The programs noted above are important for counsel to be aware of. When representing an owner, any discussion regarding major construction projects and changes to a building should be considered in the context of potential availability of some of these benefit programs. They can play a huge role in reducing an owner’s tax burden and making contemplated projects more economically feasible.

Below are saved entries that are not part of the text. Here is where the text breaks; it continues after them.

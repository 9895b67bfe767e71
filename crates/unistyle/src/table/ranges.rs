//! Classifier range data.

use crate::style::Style;

/// Combining low line, appended by the underline styles.
pub const UNDERLINE_MARK: char = '\u{0332}';

/// Combining long stroke overlay, appended by strikethrough.
pub const STRIKETHROUGH_MARK: char = '\u{0336}';

/// A closed interval of Unicode scalar values attributed to one style.
#[derive(Debug, Clone, Copy, PartialEq, Eq)]
pub struct StyleRange {
    /// First scalar value of the block.
    pub lo: u32,
    /// Last scalar value of the block, inclusive.
    pub hi: u32,
    /// The style the block renders.
    pub style: Style,
}

impl StyleRange {
    /// Whether `code` falls inside this range.
    pub const fn contains(&self, code: u32) -> bool {
        self.lo <= code && code <= self.hi
    }
}

const fn range(lo: u32, hi: u32, style: Style) -> StyleRange {
    StyleRange { lo, hi, style }
}

/// Every styled block known to the classifier.
///
/// Ranges are pairwise disjoint; PARENTHESIZED intentionally appears twice
/// because its lowercase and uppercase glyphs live in separate blocks.
pub const STYLE_RANGES: &[StyleRange] = &[
    range(0x1D400, 0x1D433, Style::Bold),
    range(0x1D434, 0x1D467, Style::Italic),
    range(0x24B6, 0x24E9, Style::Circled),
    range(0xFF21, 0xFF5A, Style::Fullwidth),
    range(0x1D56C, 0x1D59F, Style::Fraktur),
    range(0x1D49C, 0x1D4CF, Style::Script),
    range(0x1D538, 0x1D56B, Style::DoubleStruck),
    range(0x1D670, 0x1D6A3, Style::Monospace),
    range(0x1D5A0, 0x1D5D3, Style::Sans),
    range(0x1D5D4, 0x1D607, Style::SansBold),
    range(0x1D63C, 0x1D66F, Style::SansBoldItalic),
    range(0x1D608, 0x1D63B, Style::SansItalic),
    range(0x249C, 0x24B5, Style::Parenthesized),
    range(0x1F110, 0x1F129, Style::Parenthesized),
    range(0x1F130, 0x1F169, Style::Squared),
    range(0x1F170, 0x1F189, Style::SquaredNeg),
    range(0x1D468, 0x1D49B, Style::BoldItalic),
];

#[cfg(test)]
mod tests {
    use super::*;

    #[test]
    fn test_ranges_are_well_formed() {
        for range in STYLE_RANGES {
            assert!(
                range.lo <= range.hi,
                "range for {} is inverted",
                range.style
            );
            assert!(
                char::from_u32(range.hi).is_some(),
                "range for {} ends past valid scalar values",
                range.style
            );
        }
    }

    #[test]
    fn test_ranges_are_pairwise_disjoint() {
        // First-match-wins classification is only sound if no scalar value
        // belongs to two ranges.
        for (i, a) in STYLE_RANGES.iter().enumerate() {
            for b in &STYLE_RANGES[i + 1..] {
                assert!(
                    a.hi < b.lo || b.hi < a.lo,
                    "ranges for {} and {} overlap",
                    a.style,
                    b.style
                );
            }
        }
    }

    #[test]
    fn test_every_shifted_block_has_a_range() {
        use crate::table::spec_of;

        for &style in Style::ALL {
            let Some(shift) = spec_of(style).shift else {
                continue;
            };
            let classified = STYLE_RANGES
                .iter()
                .find(|r| r.contains(shift.upper))
                .map(|r| r.style);
            assert!(
                classified.is_some(),
                "upper block of {} is not classifiable",
                style
            );
        }
    }
}
//! Style detection.

use crate::style::Style;
use crate::table::style_of;

/// A detection result label.
///
/// Besides proper styles, two sentinels round out the label set: [`Label::Unknown`]
/// for scalars outside every styled block (plain ASCII included), and
/// [`Label::None`] for the empty string. `Display` renders styles by their
/// canonical names and the sentinels as `"Unknown style"` and `"None"`.
#[derive(Debug, Clone, Copy, PartialEq, Eq, Hash)]
pub enum Label {
    /// A recognized style.
    Style(Style),
    /// At least one scalar belongs to no styled block.
    Unknown,
    /// The input was empty.
    None,
}

impl std::fmt::Display for Label {
    fn fmt(&self, f: &mut std::fmt::Formatter<'_>) -> std::fmt::Result {
        match self {
            Label::Style(style) => f.write_str(style.name()),
            Label::Unknown => f.write_str("Unknown style"),
            Label::None => f.write_str("None"),
        }
    }
}

/// Identifies the distinct styles present in a string.
///
/// Each scalar is classified with [`style_of`] and the results are
/// collected in order of first appearance, without duplicates. A scalar in
/// the bold-italic block contributes both [`Style::Bold`] and
/// [`Style::Italic`], since that block is equally a rendering of
/// doubly-styled text; this is the one case where a single scalar yields
/// two labels. Unstyled scalars contribute [`Label::Unknown`], so mixed
/// plain/styled text reports the sentinel alongside the detected styles.
///
/// # Example
///
/// ```rust
/// use unistyle::{encode, identify, Label, Style};
///
/// let styled = encode("hey", Style::Fraktur);
/// assert_eq!(identify(&styled), vec![Label::Style(Style::Fraktur)]);
/// assert_eq!(identify("hey"), vec![Label::Unknown]);
/// assert_eq!(identify(""), vec![Label::None]);
/// ```
pub fn identify(text: &str) -> Vec<Label> {
    if text.is_empty() {
        return vec![Label::None];
    }
    let mut labels = Vec::new();
    for c in text.chars() {
        match style_of(c) {
            Some(Style::BoldItalic) => {
                push_unique(&mut labels, Label::Style(Style::Bold));
                push_unique(&mut labels, Label::Style(Style::Italic));
            }
            Some(style) => push_unique(&mut labels, Label::Style(style)),
            None => push_unique(&mut labels, Label::Unknown),
        }
    }
    labels
}

fn push_unique(labels: &mut Vec<Label>, label: Label) {
    if !labels.contains(&label) {
        labels.push(label);
    }
}
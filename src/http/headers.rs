//! Case-insensitive HTTP header map.

use std::fmt;

/// An insertion-ordered header map with case-insensitive names.
///
/// Multiple values per name are allowed through [`insert`](Self::insert);
/// [`set`](Self::set) replaces every existing value, which is what entity
/// writers use for `Content-Type`.
///
/// # Examples
///
/// ```
/// use restmux::http::Headers;
///
/// let mut headers = Headers::new();
/// headers.insert("Content-Type", "text/plain");
/// headers.set("content-type", "application/json");
///
/// assert_eq!(headers.get("CONTENT-TYPE"), Some("application/json"));
/// assert_eq!(headers.len(), 1);
/// ```
#[derive(Debug, Clone, Default)]
pub struct Headers {
    inner: Vec<(String, String)>,
}

impl Headers {
    /// Creates an empty header map.
    pub fn new() -> Self {
        Self::default()
    }

    /// Creates a header map with room for `capacity` entries.
    pub fn with_capacity(capacity: usize) -> Self {
        Self {
            inner: Vec::with_capacity(capacity),
        }
    }

    /// Appends a header entry, keeping any earlier values for the same name.
    pub fn insert(&mut self, name: impl Into<String>, value: impl Into<String>) {
        self.inner.push((name.into(), value.into()));
    }

    /// Replaces all values for `name` with a single `value`.
    pub fn set(&mut self, name: impl Into<String>, value: impl Into<String>) {
        let name = name.into();
        self.remove(&name);
        self.inner.push((name, value.into()));
    }

    /// Returns the first value for `name`, or `None`.
    pub fn get(&self, name: &str) -> Option<&str> {
        self.inner
            .iter()
            .find(|(k, _)| k.eq_ignore_ascii_case(name))
            .map(|(_, v)| v.as_str())
    }

    /// Returns the first value for `name`, or `""` when absent.
    ///
    /// Matching predicates treat a missing header and an empty one the same way.
    pub fn get_or_empty(&self, name: &str) -> &str {
        self.get(name).unwrap_or("")
    }

    /// Removes all entries named `name`. Returns `true` if any were removed.
    pub fn remove(&mut self, name: &str) -> bool {
        let before = self.inner.len();
        self.inner.retain(|(k, _)| !k.eq_ignore_ascii_case(name));
        self.inner.len() < before
    }

    /// Returns `true` if at least one entry is named `name`.
    pub fn contains(&self, name: &str) -> bool {
        self.inner.iter().any(|(k, _)| k.eq_ignore_ascii_case(name))
    }

    /// Total number of entries (not unique names).
    pub fn len(&self) -> usize {
        self.inner.len()
    }

    pub fn is_empty(&self) -> bool {
        self.inner.is_empty()
    }

    /// Iterates over `(name, value)` pairs in insertion order.
    pub fn iter(&self) -> impl Iterator<Item = (&str, &str)> {
        self.inner.iter().map(|(k, v)| (k.as_str(), v.as_str()))
    }
}

impl fmt::Display for Headers {
    fn fmt(&self, f: &mut fmt::Formatter<'_>) -> fmt::Result {
        for (name, value) in &self.inner {
            write!(f, "{name}: {value}\r\n")?;
        }
        Ok(())
    }
}
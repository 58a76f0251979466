//! JSON accessor backed by `serde_json`.

use std::io::{self, Write};

use super::{DecodeSink, EntityAccessor, EntityError, MIME_JSON, write_rendered};
use crate::http::{HEADER_CONTENT_TYPE, Response, StatusCode};

/// Reads and writes JSON.
///
/// Number literals decoded into `serde_json::Value` keep their exact text, so
/// integers wider than `f64` can represent survive a round trip.
#[derive(Debug, Clone)]
pub struct JsonAccessor {
    content_type: String,
}

impl JsonAccessor {
    /// `content_type` is what [`write`](EntityAccessor::write) puts in the
    /// `Content-Type` header.
    pub fn new(content_type: impl Into<String>) -> Self {
        Self {
            content_type: content_type.into(),
        }
    }
}

impl Default for JsonAccessor {
    fn default() -> Self {
        Self::new(MIME_JSON)
    }
}

impl EntityAccessor for JsonAccessor {
    fn read(&self, body: &mut dyn io::Read, sink: &mut DecodeSink<'_>) -> Result<(), EntityError> {
        let mut de = serde_json::Deserializer::from_reader(body);
        sink(&mut <dyn erased_serde::Deserializer>::erase(&mut de))?;
        de.end()?;
        Ok(())
    }

    fn write(
        &self,
        resp: &mut Response,
        status: StatusCode,
        value: Option<&dyn erased_serde::Serialize>,
    ) -> Result<(), EntityError> {
        let Some(value) = value else {
            resp.write_header(status);
            return Ok(());
        };
        if resp.is_pretty_print() {
            let output = serde_json::to_vec_pretty(&value)?;
            write_rendered(resp, status, &self.content_type, None, &output)?;
            return Ok(());
        }
        resp.set_header(HEADER_CONTENT_TYPE, self.content_type.as_str());
        resp.write_header(status);
        serde_json::to_writer(&mut *resp, &value)?;
        resp.flush()?;
        Ok(())
    }
}
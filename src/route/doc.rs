//! Documentation metadata attached to routes and services.
//!
//! Nothing here takes part in matching or dispatch. It exists so that API
//! description tooling can walk a [`Service`](crate::service::Service) and
//! describe every route, its parameters and its error responses.

use std::collections::BTreeMap;

use serde::Serialize;

/// Where a documented parameter travels in the request.
#[derive(Debug, Clone, Copy, PartialEq, Eq, Serialize)]
#[serde(rename_all = "lowercase")]
pub enum ParameterKind {
    Path,
    Query,
    Body,
    Header,
    Form,
}

/// A documented request parameter.
///
/// The constructors mirror common usage: path and body parameters start out
/// required, the others optional, and every kind but body is typed `string`.
///
/// ```
/// use restmux::route::{Parameter, ParameterKind};
///
/// let id = Parameter::path("id", "identifier of the user");
/// assert!(id.is_required());
/// assert_eq!(id.get_data_type(), Some("string"));
///
/// let limit = Parameter::query("limit", "page size").data_type("integer").default_value("20");
/// assert_eq!(limit.kind(), ParameterKind::Query);
/// assert!(!limit.is_required());
/// ```
#[derive(Debug, Clone, PartialEq, Eq, Serialize)]
pub struct Parameter {
    name: String,
    description: String,
    kind: ParameterKind,
    #[serde(skip_serializing_if = "Option::is_none")]
    data_type: Option<String>,
    required: bool,
    allow_multiple: bool,
    #[serde(skip_serializing_if = "Option::is_none")]
    default_value: Option<String>,
}

impl Parameter {
    fn new(kind: ParameterKind, name: &str, description: &str, required: bool) -> Self {
        Self {
            name: name.to_owned(),
            description: description.to_owned(),
            kind,
            data_type: (kind != ParameterKind::Body).then(|| "string".to_owned()),
            required,
            allow_multiple: false,
            default_value: None,
        }
    }

    pub fn path(name: &str, description: &str) -> Self {
        Self::new(ParameterKind::Path, name, description, true)
    }

    pub fn query(name: &str, description: &str) -> Self {
        Self::new(ParameterKind::Query, name, description, false)
    }

    /// A request body; required and untyped until [`data_type`](Self::data_type) is called.
    pub fn body(name: &str, description: &str) -> Self {
        Self::new(ParameterKind::Body, name, description, true)
    }

    pub fn header(name: &str, description: &str) -> Self {
        Self::new(ParameterKind::Header, name, description, false)
    }

    /// A field of an `application/x-www-form-urlencoded` body.
    pub fn form(name: &str, description: &str) -> Self {
        Self::new(ParameterKind::Form, name, description, false)
    }

    #[must_use]
    pub fn data_type(mut self, data_type: impl Into<String>) -> Self {
        self.data_type = Some(data_type.into());
        self
    }

    #[must_use]
    pub fn required(mut self, required: bool) -> Self {
        self.required = required;
        self
    }

    #[must_use]
    pub fn allow_multiple(mut self, allow_multiple: bool) -> Self {
        self.allow_multiple = allow_multiple;
        self
    }

    #[must_use]
    pub fn default_value(mut self, value: impl Into<String>) -> Self {
        self.default_value = Some(value.into());
        self
    }

    pub fn name(&self) -> &str {
        &self.name
    }

    pub fn description(&self) -> &str {
        &self.description
    }

    pub fn kind(&self) -> ParameterKind {
        self.kind
    }

    pub fn is_required(&self) -> bool {
        self.required
    }

    pub fn allows_multiple(&self) -> bool {
        self.allow_multiple
    }

    pub fn get_data_type(&self) -> Option<&str> {
        self.data_type.as_deref()
    }

    pub fn get_default_value(&self) -> Option<&str> {
        self.default_value.as_deref()
    }
}

/// A documented non-success outcome of a route.
#[derive(Debug, Clone, PartialEq, Serialize)]
pub struct ResponseError {
    pub code: u16,
    pub message: String,
    #[serde(skip_serializing_if = "Option::is_none")]
    pub model: Option<serde_json::Value>,
}

/// Everything a route says about itself for documentation purposes.
#[derive(Debug, Clone, Default, Serialize)]
pub struct RouteDoc {
    pub summary: String,
    pub notes: String,
    pub operation: String,
    pub parameters: Vec<Parameter>,
    /// Keyed by status code; a later entry for the same code replaces the earlier one.
    pub response_errors: BTreeMap<u16, ResponseError>,
    #[serde(skip_serializing_if = "Option::is_none")]
    pub read_sample: Option<serde_json::Value>,
    #[serde(skip_serializing_if = "Option::is_none")]
    pub write_sample: Option<serde_json::Value>,
}

#[cfg(test)]
mod tests {
    use super::*;

    #[test]
    fn constructor_defaults() {
        let body = Parameter::body("user", "the new user");
        assert!(body.is_required());
        assert_eq!(body.get_data_type(), None);

        let header = Parameter::header("X-Trace", "trace id");
        assert!(!header.is_required());
        assert_eq!(header.get_data_type(), Some("string"));

        let form = Parameter::form("name", "display name");
        assert_eq!(form.kind(), ParameterKind::Form);
        assert!(!form.is_required());
    }

    #[test]
    fn parameter_serializes_kind_lowercase() {
        let json = serde_json::to_value(Parameter::path("id", "user id")).unwrap();
        assert_eq!(json["kind"], "path");
        assert_eq!(json["required"], true);
        assert!(json.get("default_value").is_none());
    }

    #[test]
    fn setters_override_defaults() {
        let p = Parameter::query("tag", "filter")
            .required(true)
            .allow_multiple(true)
            .default_value("all");
        assert!(p.is_required());
        assert!(p.allows_multiple());
        assert_eq!(p.get_default_value(), Some("all"));
    }
}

Similarly, counsel representing a purchaser should be aware of any plans the purchaser may have as far as construction and/or converting the nature of the building (i.e., from commercial to residential) as these types of changes have substantial property tax ramifications as well as potentially substantial benefit programs that may help mitigate potential increased liability.

Tax Certiorari Lease Provisions/Exemption Lease ICAP Provisions

Real estate taxes in New York City are becoming an increasingly large portion of landlords’ and tenants’ investment calculations and it is vital to account for real estate tax issues in commercial leasing. Determining whether a landlord or a tenant is responsible for payment of the taxes and who has the right to challenge the taxes is just one issue. Tax escalation clauses and how payments are spread among the tenant and the landlord, as well as choosing an appropriate base year from which said real estate tax escalations begin, are essential components to any commercial leasing negotiation and often make or break deals.

Knowledge of assessment procedures and DOF calendars for when rental figures will be used in assessments is vital in determining base year real estate tax payments and how increases in tax payments are to be determined on a going-forward basis. These issues must also be accounted for in commercial leases. Finally, provisions regarding which party benefits from any abatement programs (if applicable) need to be negotiated in any lease.

This will certainly affect overall rental and tax payments. Many negotiated real estate transactions hinge on real estate tax projections going forward. Projecting future real estate taxes is fraught with uncertainty. However, with comprehensive knowledge of how the system works, one can make reasonable estimates. It is these estimates and projections that are frequently the basis for lease negotiations. Specialized real estate tax counsel may be retained to assist in these projections and to review drafts of leasing documents.

Conclusion

At the very least, when entering into a real estate transaction involving property in New York City, counsel should be aware of New York City’s complex real property tax process and how the issues surrounding that process may affect his or her clients. The process of challenging property taxes involves a complicated assessment procedure system on the part of the City as well as multiple required filings throughout the course of the year, which must be complied with in order to even have the opportunity to challenge one’s assessment.

An understanding of the assessment process, how real estate taxes are calculated, and the benefit programs the City makes available to property owners will allow counsel to better negotiate on behalf of clients. Failure to accurately and meticulously account for the increasingly important role that real estate taxes play will put counsel at a major disadvantage.

Tishco image

Steven Tishco is an associate at Marcus & Pollack, LLP. Mr. Tishco concentrates his practice on real estate tax assessment and exemption matters (tax certiorari). He handles all types of real estate tax disputes and appears regularly before the Courts of the State of New York and various New York City agencies. His experience includes litigation and trial work involving the valuation of residential and commercial properties.  The law firm of Marcus & Pollack LLP, is the New York City member of American Property Tax Counsel (APTC), the national affiliation of property tax attorneys. He can be reached at This email address is being protected from spambots. You need JavaScript enabled to view it.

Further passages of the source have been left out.